### WHAT IS REQUIRED:
Nothing but an exact copy of the data should be output.

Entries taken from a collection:

* * * * *

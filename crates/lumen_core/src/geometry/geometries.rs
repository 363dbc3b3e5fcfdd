//! Composite geometry: a union of surfaces and nested groups.

use lumen_math::{Aabb, Ray};

use super::{GeoPoint, Geometry, Intersectable};

/// A member of a composite: either a single surface or a nested group.
#[derive(Debug, Clone, PartialEq)]
pub enum GeometryNode {
    Single(Geometry),
    Group(Geometries),
}

impl From<Geometry> for GeometryNode {
    fn from(g: Geometry) -> Self {
        GeometryNode::Single(g)
    }
}

impl From<Geometries> for GeometryNode {
    fn from(g: Geometries) -> Self {
        GeometryNode::Group(g)
    }
}

impl Intersectable for GeometryNode {
    fn find_intersections<'a>(&'a self, ray: &Ray, max_distance: f64) -> Vec<GeoPoint<'a>> {
        match self {
            GeometryNode::Single(g) => g.find_intersections(ray, max_distance),
            GeometryNode::Group(g) => g.find_intersections(ray, max_distance),
        }
    }

    fn bounding_box(&self) -> Option<Aabb> {
        match self {
            GeometryNode::Single(g) => g.bounding_box(),
            GeometryNode::Group(g) => g.bounding_box(),
        }
    }
}

/// The union of member geometries.
///
/// Intersecting a composite intersects every member and keeps every
/// result. The group's bounding box is the union of its members' boxes,
/// or `None` once any member is unbounded (planes, tubes).
#[derive(Debug, Clone, PartialEq)]
pub struct Geometries {
    members: Vec<GeometryNode>,
    bbox: Option<Aabb>,
}

impl Geometries {
    /// Create a new empty composite.
    pub fn new() -> Self {
        Self {
            members: Vec::new(),
            bbox: Some(Aabb::EMPTY),
        }
    }

    /// Add a surface or a nested group.
    pub fn add(&mut self, member: impl Into<GeometryNode>) {
        let member = member.into();
        self.bbox = match (self.bbox, member.bounding_box()) {
            (Some(a), Some(b)) => Some(Aabb::surrounding(&a, &b)),
            _ => None,
        };
        self.members.push(member);
    }

    /// Get the number of direct members.
    pub fn len(&self) -> usize {
        self.members.len()
    }

    /// Check if the composite is empty.
    pub fn is_empty(&self) -> bool {
        self.members.is_empty()
    }

    pub fn members(&self) -> &[GeometryNode] {
        &self.members
    }

    /// Every leaf surface, descending into nested groups.
    pub fn surfaces(&self) -> Vec<&Geometry> {
        let mut out = Vec::with_capacity(self.members.len());
        for member in &self.members {
            match member {
                GeometryNode::Single(g) => out.push(g),
                GeometryNode::Group(g) => out.extend(g.surfaces()),
            }
        }
        out
    }
}

impl Default for Geometries {
    fn default() -> Self {
        Self::new()
    }
}

impl FromIterator<Geometry> for Geometries {
    fn from_iter<I: IntoIterator<Item = Geometry>>(iter: I) -> Self {
        let mut geometries = Geometries::new();
        for g in iter {
            geometries.add(g);
        }
        geometries
    }
}

impl Intersectable for Geometries {
    fn find_intersections<'a>(&'a self, ray: &Ray, max_distance: f64) -> Vec<GeoPoint<'a>> {
        if let Some(bbox) = self.bbox {
            if !bbox.hit(ray, max_distance) {
                return Vec::new();
            }
        }

        self.members
            .iter()
            .flat_map(|m| m.find_intersections(ray, max_distance))
            .collect()
    }

    fn bounding_box(&self) -> Option<Aabb> {
        self.bbox
    }
}
//! Convex planar polygons (triangles included).

use lumen_math::{align_zero, Aabb, Point, Ray, Vector};

use super::{in_range, Plane};
use crate::{GeometryError, GeometryResult};

/// A convex polygon with ordered, coplanar vertices.
///
/// The normal follows the vertex order (right-hand rule), so the order must
/// be consistent: either all clockwise or all counter-clockwise as seen
/// from one side. Mixed order is rejected at construction.
#[derive(Debug, Clone, PartialEq)]
pub struct Polygon {
    vertices: Vec<Point>,
    plane: Plane,
    bbox: Aabb,
}

impl Polygon {
    /// Create a polygon from at least three ordered vertices.
    pub fn new(vertices: Vec<Point>) -> GeometryResult<Self> {
        if vertices.len() < 3 {
            return Err(GeometryError::TooFewVertices(vertices.len()));
        }

        let plane = Plane::from_points(vertices[0], vertices[1], vertices[2])?;
        let n = plane.normal();

        if vertices.len() > 3 {
            for (i, v) in vertices.iter().enumerate().skip(3) {
                if align_zero((*v - vertices[0]).dot(n)) != 0.0 {
                    return Err(GeometryError::NotCoplanar(i));
                }
            }

            // Every turn must bend the same way as the first one
            let count = vertices.len();
            for i in 0..count {
                let prev = vertices[(i + count - 1) % count];
                let curr = vertices[i];
                let next = vertices[(i + 1) % count];
                let turn = align_zero((curr - prev).cross(next - curr).dot(n));
                if turn <= 0.0 {
                    return Err(GeometryError::NotConvex(i));
                }
            }
        }

        let bbox = Aabb::enclosing(&vertices);
        Ok(Self {
            vertices,
            plane,
            bbox,
        })
    }

    /// Create a triangle.
    pub fn triangle(a: Point, b: Point, c: Point) -> GeometryResult<Self> {
        Self::new(vec![a, b, c])
    }

    pub fn vertices(&self) -> &[Point] {
        &self.vertices
    }

    pub fn normal(&self) -> Vector {
        self.plane.normal()
    }

    pub fn normal_at(&self, _p: Point) -> Vector {
        self.plane.normal()
    }

    /// Ray-plane intersection followed by an inside test.
    ///
    /// The hit point is inside when the cross products of every edge with
    /// the vector from the edge start to the point all point to the same
    /// side of the plane. A point on an edge or vertex gives a zero
    /// product and counts as a miss.
    pub fn intersect(&self, ray: &Ray, max_distance: f64) -> Vec<Point> {
        let Some(t) = self.plane.crossing(ray) else {
            return Vec::new();
        };
        if !in_range(t, max_distance) {
            return Vec::new();
        }

        let p = ray.at(t);
        let n = self.plane.normal();
        let count = self.vertices.len();

        let mut expected_sign = 0.0;
        for i in 0..count {
            let start = self.vertices[i];
            let end = self.vertices[(i + 1) % count];
            let side = align_zero((end - start).cross(p - start).dot(n));
            if side == 0.0 {
                return Vec::new();
            }
            if expected_sign == 0.0 {
                expected_sign = side.signum();
            } else if side.signum() != expected_sign {
                return Vec::new();
            }
        }

        vec![p]
    }

    pub fn bounding_box(&self) -> Aabb {
        self.bbox
    }
}
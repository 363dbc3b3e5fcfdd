//! Lumen math primitives.
//!
//! Points, vectors, colors and coefficient triples are thin wrappers over
//! `glam::DVec3`. Keeping them as distinct types means `Point - Point`
//! yields a `Vector`, and a color can never be passed where a direction is
//! expected.

// Re-export glam for convenience
pub use glam;
pub use glam::DVec3;

mod aabb;
mod coeff;
mod color;
mod error;
mod interval;
mod point;
mod ray;
mod util;
mod vector;

pub use aabb::Aabb;
pub use coeff::Coeff3;
pub use color::Color;
pub use error::{MathError, MathResult};
pub use interval::Interval;
pub use point::Point;
pub use ray::Ray;
pub use util::{align_zero, is_zero, ALIGN_EPSILON};
pub use vector::Vector;

#[cfg(test)]
mod tests {
    use super::*;

    #[test]
    fn test_point_minus_point_is_vector() {
        let a = Point::new(1.0, 2.0, 3.0);
        let b = Point::new(4.0, 6.0, 3.0);
        let v: Vector = b - a;
        assert_eq!(v, Vector::new(3.0, 4.0, 0.0));
        assert_eq!(v.length(), 5.0);
    }

    #[test]
    fn test_point_plus_vector_is_point() {
        let p = Point::new(1.0, 1.0, 1.0) + Vector::new(0.0, 2.0, -1.0);
        assert_eq!(p, Point::new(1.0, 3.0, 0.0));
    }
}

* * * * *

### RESULT:
filename crates/lumen_core/src/geometry/geometries.rs
repository 363dbc3b3e5fcfdd
//! Composite geometry: a union of surfaces and nested groups.

use lumen_math::{Aabb, Ray};

use super::{GeoPoint, Geometry, Intersectable};

/// A member of a composite: either a single surface or a nested group.
#[derive(Debug, Clone, PartialEq)]
pub enum GeometryNode {
    Single(Geometry),
    Group(Geometries),
}

impl From<Geometry> for GeometryNode {
    fn from(g: Geometry) -> Self {
        GeometryNode::Single(g)
    }
}

impl From<Geometries> for GeometryNode {
    fn from(g: Geometries) -> Self {
        GeometryNode::Group(g)
    }
}

impl Intersectable for GeometryNode {
    fn find_intersections<'a>(&'a self, ray: &Ray, max_distance: f64) -> Vec<GeoPoint<'a>> {
        match self {
            GeometryNode::Single(g) => g.find_intersections(ray, max_distance),
            GeometryNode::Group(g) => g.find_intersections(ray, max_distance),
        }
    }

    fn bounding_box(&self) -> Option<Aabb> {
        match self {
            GeometryNode::Single(g) => g.bounding_box(),
            GeometryNode::Group(g) => g.bounding_box(),
        }
    }
}

/// The union of member geometries.
///
/// Intersecting a composite intersects every member and keeps every
/// result. The group's bounding box is the union of its members' boxes,
/// or `None` once any member is unbounded (planes, tubes).
#[derive(Debug, Clone, PartialEq)]
pub struct Geometries {
    members: Vec<GeometryNode>,
    bbox: Option<Aabb>,
}

impl Geometries {
    /// Create a new empty composite.
    pub fn new() -> Self {
        Self {
            members: Vec::new(),
            bbox: Some(Aabb::EMPTY),
        }
    }

    /// Add a surface or a nested group.
    pub fn add(&mut self, member: impl Into<GeometryNode>) {
        let member = member.into();
        self.bbox = match (self.bbox, member.bounding_box()) {
            (Some(a), Some(b)) => Some(Aabb::surrounding(&a, &b)),
            _ => None,
        };
        self.members.push(member);
    }

    /// Get the number of direct members.
    pub fn len(&self) -> usize {
        self.members.len()
    }

    /// Check if the composite is empty.
    pub fn is_empty(&self) -> bool {
        self.members.is_empty()
    }

    pub fn members(&self) -> &[GeometryNode] {
        &self.members
    }

    /// Every leaf surface, descending into nested groups.
    pub fn surfaces(&self) -> Vec<&Geometry> {
        let mut out = Vec::with_capacity(self.members.len());
        for member in &self.members {
            match member {
                GeometryNode::Single(g) => out.push(g),
                GeometryNode::Group(g) => out.extend(g.surfaces()),
            }
        }
        out
    }
}

impl Default for Geometries {
    fn default() -> Self {
        Self::new()
    }
}

impl FromIterator<Geometry> for Geometries {
    fn from_iter<I: IntoIterator<Item = Geometry>>(iter: I) -> Self {
        let mut geometries = Geometries::new();
        for g in iter {
            geometries.add(g);
        }
        geometries
    }
}

impl Intersectable for Geometries {
    fn find_intersections<'a>(&'a self, ray: &Ray, max_distance: f64) -> Vec<GeoPoint<'a>> {
        if let Some(bbox) = self.bbox {
            if !bbox.hit(ray, max_distance) {
                return Vec::new();
            }
        }

        self.members
            .iter()
            .flat_map(|m| m.find_intersections(ray, max_distance))
            .collect()
    }

    fn bounding_box(&self) -> Option<Aabb> {
        self.bbox
    }
}
//! Convex planar polygons (triangles included).

use lumen_math::{align_zero, Aabb, Point, Ray, Vector};

use super::{in_range, Plane};
use crate::{GeometryError, GeometryResult};

/// A convex polygon with ordered, coplanar vertices.
///
/// The normal follows the vertex order (right-hand rule), so the order must
/// be consistent: either all clockwise or all counter-clockwise as seen
/// from one side. Mixed order is rejected at construction.
#[derive(Debug, Clone, PartialEq)]
pub struct Polygon {
    vertices: Vec<Point>,
    plane: Plane,
    bbox: Aabb,
}

impl Polygon {
    /// Create a polygon from at least three ordered vertices.
    pub fn new(vertices: Vec<Point>) -> GeometryResult<Self> {
        if vertices.len() < 3 {
            return Err(GeometryError::TooFewVertices(vertices.len()));
        }

        let plane = Plane::from_points(vertices[0], vertices[1], vertices[2])?;
        let n = plane.normal();

        if vertices.len() > 3 {
            for (i, v) in vertices.iter().enumerate().skip(3) {
                if align_zero((*v - vertices[0]).dot(n)) != 0.0 {
                    return Err(GeometryError::NotCoplanar(i));
                }
            }

            // Every turn must bend the same way as the first one
            let count = vertices.len();
            for i in 0..count {
                let prev = vertices[(i + count - 1) % count];
                let curr = vertices[i];
                let next = vertices[(i + 1) % count];
                let turn = align_zero((curr - prev).cross(next - curr).dot(n));
                if turn <= 0.0 {
                    return Err(GeometryError::NotConvex(i));
                }
            }
        }

        let bbox = Aabb::enclosing(&vertices);
        Ok(Self {
            vertices,
            plane,
            bbox,
        })
    }

    /// Create a triangle.
    pub fn triangle(a: Point, b: Point, c: Point) -> GeometryResult<Self> {
        Self::new(vec![a, b, c])
    }

    pub fn vertices(&self) -> &[Point] {
        &self.vertices
    }

    pub fn normal(&self) -> Vector {
        self.plane.normal()
    }

    pub fn normal_at(&self, _p: Point) -> Vector {
        self.plane.normal()
    }

    /// Ray-plane intersection followed by an inside test.
    ///
    /// The hit point is inside when the cross products of every edge with
    /// the vector from the edge start to the point all point to the same
    /// side of the plane. A point on an edge or vertex gives a zero
    /// product and counts as a miss.
    pub fn intersect(&self, ray: &Ray, max_distance: f64) -> Vec<Point> {
        let Some(t) = self.plane.crossing(ray) else {
            return Vec::new();
        };
        if !in_range(t, max_distance) {
            return Vec::new();
        }

        let p = ray.at(t);
        let n = self.plane.normal();
        let count = self.vertices.len();

        let mut expected_sign = 0.0;
        for i in 0..count {
            let start = self.vertices[i];
            let end = self.vertices[(i + 1) % count];
            let side = align_zero((end - start).cross(p - start).dot(n));
            if side == 0.0 {
                return Vec::new();
            }
            if expected_sign == 0.0 {
                expected_sign = side.signum();
            } else if side.signum() != expected_sign {
                return Vec::new();
            }
        }

        vec![p]
    }

    pub fn bounding_box(&self) -> Aabb {
        self.bbox
    }
}
repository 363dbc3b3e5fcfdd
//! Lumen math primitives.
//!
//! Points, vectors, colors and coefficient triples are thin wrappers over
//! `glam::DVec3`. Keeping them as distinct types means `Point - Point`
//! yields a `Vector`, and a color can never be passed where a direction is
//! expected.

// Re-export glam for convenience
pub use glam;
pub use glam::DVec3;

mod aabb;
mod coeff;
mod color;
mod error;
mod interval;
mod point;
mod ray;
mod util;
mod vector;

pub use aabb::Aabb;
pub use coeff::Coeff3;
pub use color::Color;
pub use error::{MathError, MathResult};
pub use interval::Interval;
pub use point::Point;
pub use ray::Ray;
pub use util::{align_zero, is_zero, ALIGN_EPSILON};
pub use vector::Vector;

#[cfg(test)]
mod tests {
    use super::*;

    #[test]
    fn test_point_minus_point_is_vector() {
        let a = Point::new(1.0, 2.0, 3.0);
        let b = Point::new(4.0, 6.0, 3.0);
        let v: Vector = b - a;
        assert_eq!(v, Vector::new(3.0, 4.0, 0.0));
        assert_eq!(v.length(), 5.0);
    }

    #[test]
    fn test_point_plus_vector_is_point() {
        let p = Point::new(1.0, 1.0, 1.0) + Vector::new(0.0, 2.0, -1.0);
        assert_eq!(p, Point::new(1.0, 3.0, 0.0));
    }
}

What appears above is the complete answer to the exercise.